La résolution portée à l’ONU « répond à ces trois préoccupations », écrivent-ils. « Son adoption serait une étape indispensable pour mettre fin à l’impunité des auteurs de violence sexuelle lors de conflits. (…) Cela enverrait également un message important à ceux qui veulent faire reculer les droits de l’homme : nous ne tenons pas les progrès pour acquis. Et nous nous battrons pour les garder en vie. »

Les Nobel de la Paix 2018 réclament justice

La lutte contre les violences sexuelles a été portée à la connaissance du grand public par le prix Nobel de la paix qui a récompensé en 2018 la jeune Yézidie Nadia Murad, persécutée par l’organisation Etat islamique, et le médecin congolais Denis Mukwege. Ces derniers ont appelé mardi le Conseil de sécurité de l’ONU à ce que justice soit rendue aux victimes de violences sexuelles dans les conflits.

« Pas une seule personne n’a été traduite en justice pour esclavage sexuel », a dénoncé Nadia Murad en évoquant sa communauté détruite par le groupe djihadiste Etat islamique en Irak et en Syrie. « Les espoirs d’une génération entière ont été détruits », a-t-elle ajouté, évoquant un « échec collectif » de la communauté internationale.

« Nous prononçons des discours à l’ONU mais aucune mesure concrète ne suit » en matière de justice et « rien n’a été fait », a-t-elle insisté. « Qu’attend la communauté internationale pour rendre justice aux victimes », s’est aussi interrogé Denis Mukwege, en demandant lui aussi l’établissement de tribunaux nationaux ou internationaux consacrés au jugement des coupables de violences sexuelles dans les conflits.
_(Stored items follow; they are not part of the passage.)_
impl ShaderPreprocessor {
    pub fn parse(
        stage: ShaderStage,
        source: &str,
        includes: &HashMap<String, String>,
        snippet: StageSnippet,
    ) -> Result<Self> {
        let mut pre = ShaderPreprocessor {
            stage,
            entry: EntryPoint::Verbatim,
            fragments: Vec::new(),
            extensions: Vec::new(),
            includes: Vec::new(),
            structs: Vec::new(),
            ins: DeclarationList::new(DeclarationCategory::In),
            outs: DeclarationList::new(DeclarationCategory::Out),
            uniforms: DeclarationList::new(DeclarationCategory::Uniform),
            samplers: DeclarationList::new(DeclarationCategory::Sampler),
            images: DeclarationList::new(DeclarationCategory::Image),
            buffers: DeclarationList::new(DeclarationCategory::Buffer),
            snippet,
            passthrough: Vec::new(),
            referenced_varyings: Vec::new(),
            referenced_attributes: Vec::new(),
            identifiers: HashSet::new(),
        };

        let has_void_main = scanner::has_void_main(source);
        if has_void_main && stage != ShaderStage::Compute {
            warn!(
                stage = %stage,
                "shader defines its own void main(); skipping preprocessing for this stage"
            );
            pre.fragments.push(SourceFragment::Text(source.to_string()));
            pre.identifiers = collect_identifiers(source);
            return Ok(pre);
        }

        let (expanded, unresolved) = resolve_includes(source, includes, 0)?;
        pre.includes = unresolved;
        let expanded = expanded
            .lines()
            .filter(|l| !l.trim_start().starts_with("#include"))
            .collect::<Vec<_>>()
            .join("\n");

        match scanner::find_entry(&expanded)? {
            Some(span) => pre.parse_dialect(&expanded, span)?,
            None if has_void_main => {
                pre.entry = EntryPoint::Native;
                let rest = pre.collect_declarations(&expanded)?;
                pre.fragments.push(SourceFragment::Text(rest));
            }
            None => bail!("undefined {} in {stage} shader", scanner::ENTRY_NAME),
        }

        let mut scanned = pre.searchable_text();
        scanned.push('\n');
        scanned.push_str(&pre.snippet.text());
        pre.identifiers = collect_identifiers(&scanned);
        pre.referenced_varyings = scanner::prefixed_identifiers(&scanned, VARYING_PREFIX);
        if stage == ShaderStage::Vertex {
            pre.referenced_attributes = scanner::prefixed_identifiers(&scanned, ATTRIBUTE_PREFIX);
        }
        debug!(
            stage = %stage,
            ins = pre.ins.len(),
            outs = pre.outs.len(),
            uniforms = pre.uniforms.len(),
            "parsed shader stage"
        );
        Ok(pre)
    }

    fn parse_dialect(&mut self, source: &str, span: EntrySpan) -> Result<()> {
        let params = scanner::parse_parameters(&span.params).with_context(|| format!("in {} shader", self.stage))?;
        let before = self.collect_declarations(&source[..span.start])?;
        let after = self.collect_declarations(&source[span.end..])?;
        self.fragments.push(SourceFragment::Text(before));
        self.fragments.push(SourceFragment::EntryDefinition);
        self.fragments.push(SourceFragment::Text(after));

        let in_prefix = input_prefix(self.stage);
        for param in &params {
            let name = capitalize_first(&param.name);
            match (self.stage, param.direction) {
                (ShaderStage::Compute, _) => {
                    bail!("compute shader {} must not take parameters", scanner::ENTRY_NAME)
                }
                (ShaderStage::Fragment, ParameterDirection::InOut) => {
                    bail!("inout parameter '{}' is only supported in vertex shaders", param.name)
                }
                (_, ParameterDirection::In) => {
                    self.declare_input(&name, &format!("{in_prefix}{name}"), &param.ty, DeclarationOrigin::Source)?;
                }
                (_, ParameterDirection::Out) => {
                    self.declare_output(&name, &param.ty, DeclarationOrigin::Source)?;
                }
                (_, ParameterDirection::InOut) => {
                    self.declare_input(&name, &format!("{in_prefix}{name}"), &param.ty, DeclarationOrigin::Source)?;
                    self.declare_output(&name, &param.ty, DeclarationOrigin::Source)?;
                }
            }
        }
        self.entry = EntryPoint::Dialect {
            params,
            body: span.body,
        };
        Ok(())
    }

    /// Pulls hand-written declarations, structs and directives out of `text`
    /// and returns what is left.
    fn collect_declarations(&mut self, text: &str) -> Result<String> {
        let mut remaining = String::with_capacity(text.len());
        let mut blocks = scanner::find_blocks(text, "struct")?;
        for block in scanner::find_blocks(text, "buffer")? {
            // a struct body may not contain `buffer`, but keep the spans disjoint anyway
            if !blocks.iter().any(|b| b.start <= block.start && block.end <= b.end) {
                blocks.push(block);
            }
        }
        blocks.sort_by_key(|b| b.start);

        let mut cursor = 0;
        for block in blocks {
            if block.start < cursor {
                continue;
            }
            remaining.push_str(&text[cursor..block.start]);
            cursor = block.end;
            if block.qualifiers.last().map(String::as_str) == Some("struct") {
                self.structs.push(text[block.start..block.end].trim().to_string());
            } else {
                let mut decl = Declaration::new(&block.name, &block.name, "buffer");
                decl.access = StorageAccess::from_qualifiers(block.qualifiers.iter().map(String::as_str));
                decl.members = Some(block.members.clone());
                decl.instance = block.instance.clone();
                self.buffers.declare(decl)?;
            }
        }
        remaining.push_str(&text[cursor..]);

        let mut kept = String::with_capacity(remaining.len());
        for line in remaining.lines() {
            let trimmed = line.trim_start();
            if trimmed.starts_with("#version") {
                continue;
            }
            if trimmed.starts_with("#extension") {
                self.extensions.push(trimmed.trim_end().to_string());
                continue;
            }
            if let Some(parsed) = scanner::parse_declaration_line(line) {
                if self.take_declaration(parsed)? {
                    continue;
                }
            }
            kept.push_str(line);
            kept.push('\n');
        }
        Ok(kept)
    }

    /// Returns false when the line is not one of ours and must stay in the text.
    fn take_declaration(&mut self, line: scanner::LineDeclaration) -> Result<bool> {
        let access = StorageAccess::from_qualifiers(line.qualifiers.iter().map(String::as_str));
        match line.keyword.as_str() {
            "in" | "attribute" => {
                let Some(name) = line
                    .name
                    .strip_prefix(ATTRIBUTE_PREFIX)
                    .or_else(|| line.name.strip_prefix(VARYING_PREFIX))
                else {
                    return Ok(false);
                };
                self.declare_input(name, &line.name, &line.ty, DeclarationOrigin::Source)?;
            }
            "out" | "varying" => {
                let Some(name) = line.name.strip_prefix(VARYING_PREFIX) else {
                    return Ok(false);
                };
                self.declare_output(name, &line.ty, DeclarationOrigin::Source)?;
            }
            "uniform" => {
                let decl = Declaration::new(&line.name, &line.name, &line.ty).with_length(line.length);
                if is_sampler_type(&line.ty) {
                    self.samplers.declare(decl)?;
                } else if is_image_type(&line.ty) {
                    let mut decl = decl;
                    decl.access = access;
                    self.images.declare(decl)?;
                } else {
                    self.uniforms.declare(decl)?;
                }
            }
            _ => return Ok(false),
        }
        Ok(true)
    }

    pub fn declare_input(&mut self, name: &str, symbol: &str, ty: &str, origin: DeclarationOrigin) -> Result<()> {
        let mut decl = Declaration::new(name, symbol, ty).with_origin(origin);
        decl.flat = self.stage != ShaderStage::Vertex && is_integer_type(ty);
        self.ins
            .declare(decl)
            .with_context(|| format!("in {} shader", self.stage))?;
        Ok(())
    }

    pub fn declare_output(&mut self, name: &str, ty: &str, origin: DeclarationOrigin) -> Result<()> {
        let mut decl = Declaration::new(name, format!("{VARYING_PREFIX}{name}"), ty).with_origin(origin);
        decl.flat = self.stage != ShaderStage::Fragment && is_integer_type(ty);
        self.outs
            .declare(decl)
            .with_context(|| format!("in {} shader", self.stage))?;
        Ok(())
    }

    /// Declares `symbol` as a fragment colour output (`FragColor`).
    pub fn declare_color_output(&mut self, symbol: &str) -> Result<()> {
        let decl = Declaration::new(symbol, symbol, "vec4").with_origin(DeclarationOrigin::Generated);
        self.outs.declare(decl)?;
        Ok(())
    }

    /// Forward the first-stage input `name` unchanged to the next stage.
    pub fn add_passthrough(&mut self, name: &str) {
        if !self.passthrough.iter().any(|n| n == name) {
            self.passthrough.push(name.to_string());
        }
    }

    pub fn stage(&self) -> ShaderStage {
        self.stage
    }

    pub fn entry(&self) -> &EntryPoint {
        &self.entry
    }

    pub fn is_verbatim(&self) -> bool {
        matches!(self.entry, EntryPoint::Verbatim)
    }

    pub fn fragments(&self) -> &[SourceFragment] {
        &self.fragments
    }

    pub fn passthrough(&self) -> &[String] {
        &self.passthrough
    }

    /// Names `X` for every `v_X` the stage mentions, first-use order.
    pub fn referenced_varyings(&self) -> &[String] {
        &self.referenced_varyings
    }

    pub fn referenced_attributes(&self) -> &[String] {
        &self.referenced_attributes
    }

    pub fn references(&self, ident: &str) -> bool {
        self.identifiers.contains(ident)
    }

    pub fn produces(&self, name: &str) -> bool {
        self.outs.has(name) || (self.stage == ShaderStage::Vertex && self.referenced_varyings.iter().any(|v| v == name))
    }

    fn searchable_text(&self) -> String {
        let mut text = String::new();
        for fragment in &self.fragments {
            if let SourceFragment::Text(t) = fragment {
                text.push_str(t);
                text.push('\n');
            }
        }
        if let EntryPoint::Dialect { body, .. } = &self.entry {
            text.push_str(body);
        }
        for s in &self.structs {
            text.push('\n');
            text.push_str(s);
        }
        text
    }

    /// The rewritten `ark_main` definition with explicit parameter qualifiers.
    pub fn entry_definition(&self) -> Option<String> {
        let EntryPoint::Dialect { params, body } = &self.entry else {
            return None;
        };
        let params: Vec<String> = params
            .iter()
            .map(|p| match p.direction {
                ParameterDirection::In => format!("{} {}", p.ty, p.name),
                dir => format!("{} {} {}", dir.keyword(), p.ty, p.name),
            })
            .collect();
        Some(format!(
            "{} {}({}) {{{}}}",
            scanner::ENTRY_RETURN_TYPE,
            scanner::ENTRY_NAME,
            params.join(", "),
            body
        ))
    }

    /// The synthesized `void main()` that calls `ark_main` and stores its result in `output`.
    /// `prologue` statements run first.
    pub fn synthesized_main(&self, output: &str, prologue: &[String]) -> Option<String> {
        let EntryPoint::Dialect { params, .. } = &self.entry else {
            return None;
        };
        let in_prefix = input_prefix(self.stage);
        let mut lines = vec!["void main() {".to_string()];
        for stmt in prologue {
            lines.push(format!("    {stmt}"));
        }
        for stmt in &self.snippet.pre_main {
            lines.push(format!("    {}", stmt.trim()));
        }
        for name in &self.passthrough {
            lines.push(format!("    {VARYING_PREFIX}{name} = {in_prefix}{name};"));
        }
        let args: Vec<String> = params
            .iter()
            .map(|p| {
                let name = capitalize_first(&p.name);
                match p.direction {
                    ParameterDirection::In => format!("{in_prefix}{name}"),
                    ParameterDirection::Out | ParameterDirection::InOut => format!("{VARYING_PREFIX}{name}"),
                }
            })
            .collect();
        for p in params.iter().filter(|p| p.direction == ParameterDirection::InOut) {
            let name = capitalize_first(&p.name);
            if !self.passthrough.contains(&name) {
                lines.push(format!("    {VARYING_PREFIX}{name} = {in_prefix}{name};"));
            }
        }
        let call = format!("{}({})", scanner::ENTRY_NAME, args.join(", "));
        if self.stage == ShaderStage::Compute {
            lines.push(format!("    {call};"));
        } else {
            let mut expr = call;
            for modifier in &self.snippet.output_modifiers {
                expr = format!("{expr} * {}", modifier.trim());
            }
            lines.push(format!("    {output} = {expr};"));
        }
        for stmt in &self.snippet.post_main {
            lines.push(format!("    {}", stmt.trim()));
        }
        lines.push("}".to_string());
        Some(lines.join("\n"))
    }

    /// Number of colour attachments written by a fragment stage.
    pub fn color_output_count(&self) -> u32 {
        match &self.entry {
            EntryPoint::Dialect { params, .. } if self.stage == ShaderStage::Fragment => {
                1 + params.iter().filter(|p| p.direction == ParameterDirection::Out).count() as u32
            }
            _ if self.stage == ShaderStage::Fragment => 1,
            _ => 0,
        }
    }
}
La France dénonce la menace de veto

La France a vivement dénoncé les Etats-Unis mardi au Conseil de sécurité de l’ONU. « Nous sommes consternés par le fait qu’un Etat ait exigé le retrait de la référence à la santé sexuelle et reproductive pourtant agréée » dans de précédentes résolutions en 2009 et 2013, a déclaré l’ambassadeur français à l’ONU, François Delattre.

« Nous déplorons que des menaces de veto aient été agitées par des membres permanents de ce Conseil pour contester vingt-cinq ans d’acquis en faveur des droits des femmes dans des situations de conflits armés. »

« Des concessions importantes ont été accordées sous la pression de plusieurs membres permanents qui n’ont pas permis au texte d’aller aussi loin que nous l’aurions souhaité », a poursuivi François Delattre. « Il est inexplicable que l’accès à la santé sexuelle et reproductive ne soit pas explicitement reconnu aux victimes de violences sexuelles, elles qui sont souvent la cible d’atroces exactions et de mutilations barbares », a-t-il aussi lancé.

Selon certains diplomates, l’opposition de l’administration conservatrice de Donald Trump a été déterminante pour empêcher un consensus à ce sujet. Depuis plus d’une semaine, Washington s’est efforcé de gommer dans le texte les mentions relatives aux femmes tombant enceintes après un viol, afin de ne pas favoriser les avortements.